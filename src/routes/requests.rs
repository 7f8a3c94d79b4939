use axum::{
    extract::{Multipart, Path, Query, State},
    http::StatusCode,
    Json,
};
use chrono::NaiveDate;
use diesel::pg::PgConnection;
use diesel::prelude::*;
use serde::{Deserialize, Serialize};
use tracing::{error, info, warn};
use uuid::Uuid;

use crate::auth::{AuthenticatedUser, StaffUser, VERIFICATION_VERIFIED};
use crate::error::{AppError, AppResult};
use crate::models::{
    CertificateRequest, NewCertificateRequest, User, FORMAT_MAX_CHARS, NAME_MAX_CHARS,
};
use crate::requests::{
    approve_request, clamp_limit, decline_request, list_requests, Approval, QueueFilter,
    SubmissionForm, STATUSES, STATUS_PENDING,
};
use crate::schema::{certificate_requests, users};
use crate::state::AppState;
use crate::storage::{inline_content_disposition, is_image, proof_key, resolve_content_type};
use crate::utils::{check_max_chars, to_iso};

#[derive(Serialize)]
pub struct RequestResponse {
    pub id: Uuid,
    pub submitted_by: Uuid,
    pub submitted_name: String,
    pub sitio: String,
    pub request_type: String,
    pub purpose: String,
    pub other_purpose: Option<String>,
    pub amount_centavos: i64,
    pub format: Option<String>,
    pub status: String,
    pub issue_on: Option<NaiveDate>,
    pub affiant: Option<String>,
    pub cert_link: Option<String>,
    pub decline_reason: Option<String>,
    pub reviewed_by: Option<Uuid>,
    pub reviewed_at: Option<String>,
    pub created_at: String,
    pub updated_at: String,
}

impl From<CertificateRequest> for RequestResponse {
    fn from(request: CertificateRequest) -> Self {
        Self {
            id: request.id,
            submitted_by: request.submitted_by,
            submitted_name: request.submitted_name,
            sitio: request.sitio,
            request_type: request.request_type,
            purpose: request.purpose,
            other_purpose: request.other_purpose,
            amount_centavos: request.amount_centavos,
            format: request.format,
            status: request.status,
            issue_on: request.issue_on,
            affiant: request.affiant,
            cert_link: request.cert_link,
            decline_reason: request.decline_reason,
            reviewed_by: request.reviewed_by,
            reviewed_at: request.reviewed_at.map(to_iso),
            created_at: to_iso(request.created_at),
            updated_at: to_iso(request.updated_at),
        }
    }
}

/// Loads a request the caller may see: their own, or any request for staff. Others get 404.
pub(crate) fn load_visible_request(
    conn: &mut PgConnection,
    request_id: Uuid,
    user: &AuthenticatedUser,
) -> AppResult<CertificateRequest> {
    let request: CertificateRequest = certificate_requests::table.find(request_id).first(conn)?;
    if request.submitted_by != user.user_id && !user.is_staff() {
        return Err(AppError::not_found());
    }
    Ok(request)
}

struct ProofUpload {
    file_name: String,
    content_type: Option<String>,
    bytes: Vec<u8>,
}

pub async fn submit_request(
    State(state): State<AppState>,
    user: AuthenticatedUser,
    mut multipart: Multipart,
) -> AppResult<(StatusCode, Json<RequestResponse>)> {
    let mut form = SubmissionForm::default();
    let mut proof: Option<ProofUpload> = None;

    while let Some(field) = multipart.next_field().await.map_err(|err| {
        error!(error = %err, "invalid multipart data");
        AppError::bad_request(format!("invalid multipart data: {err}"))
    })? {
        let name = field.name().map(|n| n.to_string()).unwrap_or_default();
        if name == "proof" {
            let file_name = field.file_name().unwrap_or_default().to_string();
            let declared = field.content_type().map(|mime| mime.to_string());
            let bytes = field.bytes().await.map_err(|err| {
                error!(error = %err, "failed to read proof of payment");
                AppError::bad_request(format!("failed to read file bytes: {err}"))
            })?;
            proof = Some(ProofUpload {
                content_type: resolve_content_type(declared.as_deref(), &file_name),
                file_name,
                bytes: bytes.to_vec(),
            });
            continue;
        }

        let value = field.text().await.map_err(|err| {
            AppError::bad_request(format!("invalid value for {name}: {err}"))
        })?;
        form.set(&name, value);
    }

    let submission = form.validate().map_err(|msg| {
        warn!(user_id = %user.user_id, reason = %msg, "request submission rejected");
        AppError::bad_request(msg)
    })?;

    let proof = proof.ok_or_else(|| AppError::bad_request("proof is required"))?;
    if proof.bytes.is_empty() {
        return Err(AppError::bad_request("proof must not be empty"));
    }
    if !is_image(proof.content_type.as_deref()) {
        return Err(AppError::bad_request("proof must be an image"));
    }

    let mut conn = state.db()?;
    let submitter: User = users::table.find(user.user_id).first(&mut conn)?;
    if !user.is_staff() && submitter.verification_status != VERIFICATION_VERIFIED {
        return Err(AppError::forbidden(
            "only verified residents can request certificates",
        ));
    }

    let request_id = Uuid::new_v4();
    let key = proof_key(request_id, &proof.file_name);
    state
        .storage
        .put_object(
            &key,
            proof.bytes,
            proof.content_type.clone(),
            inline_content_disposition(&proof.file_name),
        )
        .await
        .map_err(|err| {
            error!(
                request_id = %request_id,
                key = %key,
                error = %err,
                "failed to upload proof of payment"
            );
            AppError::internal("failed to store proof of payment")
        })?;

    let new_request = NewCertificateRequest {
        id: request_id,
        submitted_by: user.user_id,
        submitted_name: submission
            .submitted_name
            .unwrap_or_else(|| submitter.full_name.clone()),
        sitio: submission.sitio,
        request_type: submission.request_type,
        purpose: submission.purpose,
        other_purpose: submission.other_purpose,
        amount_centavos: submission.amount_centavos,
        format: submission.format,
        proof_s3_key: key.clone(),
        proof_content_type: proof.content_type,
        status: STATUS_PENDING.to_string(),
    };

    let created: CertificateRequest = match diesel::insert_into(certificate_requests::table)
        .values(&new_request)
        .get_result(&mut conn)
    {
        Ok(created) => created,
        Err(err) => {
            error!(request_id = %request_id, error = %err, "failed to record request");
            if let Err(cleanup) = state.storage.delete_object(&key).await {
                warn!(key = %key, error = %cleanup, "failed to remove orphaned proof of payment");
            }
            return Err(AppError::from(err));
        }
    };

    info!(
        request_id = %created.id,
        user_id = %user.user_id,
        request_type = %created.request_type,
        amount_centavos = created.amount_centavos,
        "request submitted"
    );
    Ok((StatusCode::CREATED, Json(created.into())))
}

#[derive(Deserialize)]
pub struct QueueQuery {
    pub status: Option<String>,
    pub query: Option<String>,
    pub limit: Option<i64>,
}

pub async fn list_queue(
    State(state): State<AppState>,
    _staff: StaffUser,
    Query(params): Query<QueueQuery>,
) -> AppResult<Json<Vec<RequestResponse>>> {
    let status = params
        .status
        .as_deref()
        .map(str::trim)
        .filter(|value| !value.is_empty())
        .unwrap_or(STATUS_PENDING);
    if !STATUSES.contains(&status) {
        return Err(AppError::bad_request(format!(
            "status must be one of {}",
            STATUSES.join(", ")
        )));
    }

    let mut conn = state.db()?;
    let rows = list_requests(
        &mut conn,
        QueueFilter {
            status,
            search: params.query.as_deref(),
            limit: clamp_limit(params.limit),
        },
    )?;

    Ok(Json(rows.into_iter().map(RequestResponse::from).collect()))
}

pub async fn list_mine(
    State(state): State<AppState>,
    user: AuthenticatedUser,
) -> AppResult<Json<Vec<RequestResponse>>> {
    let mut conn = state.db()?;
    let rows: Vec<CertificateRequest> = certificate_requests::table
        .filter(certificate_requests::submitted_by.eq(user.user_id))
        .order(certificate_requests::created_at.desc())
        .load(&mut conn)?;

    Ok(Json(rows.into_iter().map(RequestResponse::from).collect()))
}

pub async fn get_request(
    State(state): State<AppState>,
    user: AuthenticatedUser,
    Path(request_id): Path<Uuid>,
) -> AppResult<Json<RequestResponse>> {
    let mut conn = state.db()?;
    let request = load_visible_request(&mut conn, request_id, &user)?;
    Ok(Json(request.into()))
}

#[derive(Serialize)]
pub struct ProofResponse {
    pub url: String,
    pub content_type: Option<String>,
}

pub async fn proof_url(
    State(state): State<AppState>,
    user: AuthenticatedUser,
    Path(request_id): Path<Uuid>,
) -> AppResult<Json<ProofResponse>> {
    let request = {
        let mut conn = state.db()?;
        load_visible_request(&mut conn, request_id, &user)?
    };

    Ok(Json(ProofResponse {
        url: state.presign(&request.proof_s3_key).await?,
        content_type: request.proof_content_type,
    }))
}

#[derive(Deserialize)]
pub struct ApproveRequest {
    pub issue_on: NaiveDate,
    pub affiant: String,
    pub format: Option<String>,
}

pub async fn approve(
    State(state): State<AppState>,
    StaffUser(staff): StaffUser,
    Path(request_id): Path<Uuid>,
    Json(payload): Json<ApproveRequest>,
) -> AppResult<Json<RequestResponse>> {
    let affiant = payload.affiant.trim();
    if affiant.is_empty() {
        return Err(AppError::bad_request("affiant must not be empty"));
    }
    let format = payload
        .format
        .as_deref()
        .map(str::trim)
        .filter(|value| !value.is_empty());
    check_max_chars("affiant", affiant, NAME_MAX_CHARS).map_err(AppError::bad_request)?;
    if let Some(format) = format {
        check_max_chars("format", format, FORMAT_MAX_CHARS).map_err(AppError::bad_request)?;
    }

    let token = state.jwt.generate_certificate_token(request_id)?;
    let cert_link = state.config.certificate_link(&token);

    let mut conn = state.db()?;
    let approved = approve_request(
        &mut conn,
        request_id,
        &Approval {
            reviewer_id: staff.user_id,
            issue_on: payload.issue_on,
            affiant,
            format,
            cert_link: &cert_link,
        },
    )
    .map_err(|err| {
        warn!(
            request_id = %request_id,
            reviewer_id = %staff.user_id,
            error = %err,
            "approval failed"
        );
        AppError::from(err)
    })?;

    info!(
        request_id = %approved.id,
        reviewer_id = %staff.user_id,
        issue_on = %payload.issue_on,
        amount_centavos = approved.amount_centavos,
        "request approved"
    );
    Ok(Json(approved.into()))
}

#[derive(Deserialize)]
pub struct DeclineRequest {
    pub reason: String,
}

pub async fn decline(
    State(state): State<AppState>,
    StaffUser(staff): StaffUser,
    Path(request_id): Path<Uuid>,
    Json(payload): Json<DeclineRequest>,
) -> AppResult<Json<RequestResponse>> {
    let reason = payload.reason.trim();
    if reason.is_empty() {
        return Err(AppError::bad_request("reason must not be empty"));
    }

    let mut conn = state.db()?;
    let declined = decline_request(&mut conn, request_id, staff.user_id, reason).map_err(|err| {
        warn!(
            request_id = %request_id,
            reviewer_id = %staff.user_id,
            error = %err,
            "decline failed"
        );
        AppError::from(err)
    })?;

    info!(request_id = %declined.id, reviewer_id = %staff.user_id, "request declined");
    Ok(Json(declined.into()))
}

::::

Would you copy every line of the entries in which "declared" appears?

            let declared = field.content_type().map(|mime| mime.to_string());
                content_type: resolve_content_type(declared.as_deref(), &file_name),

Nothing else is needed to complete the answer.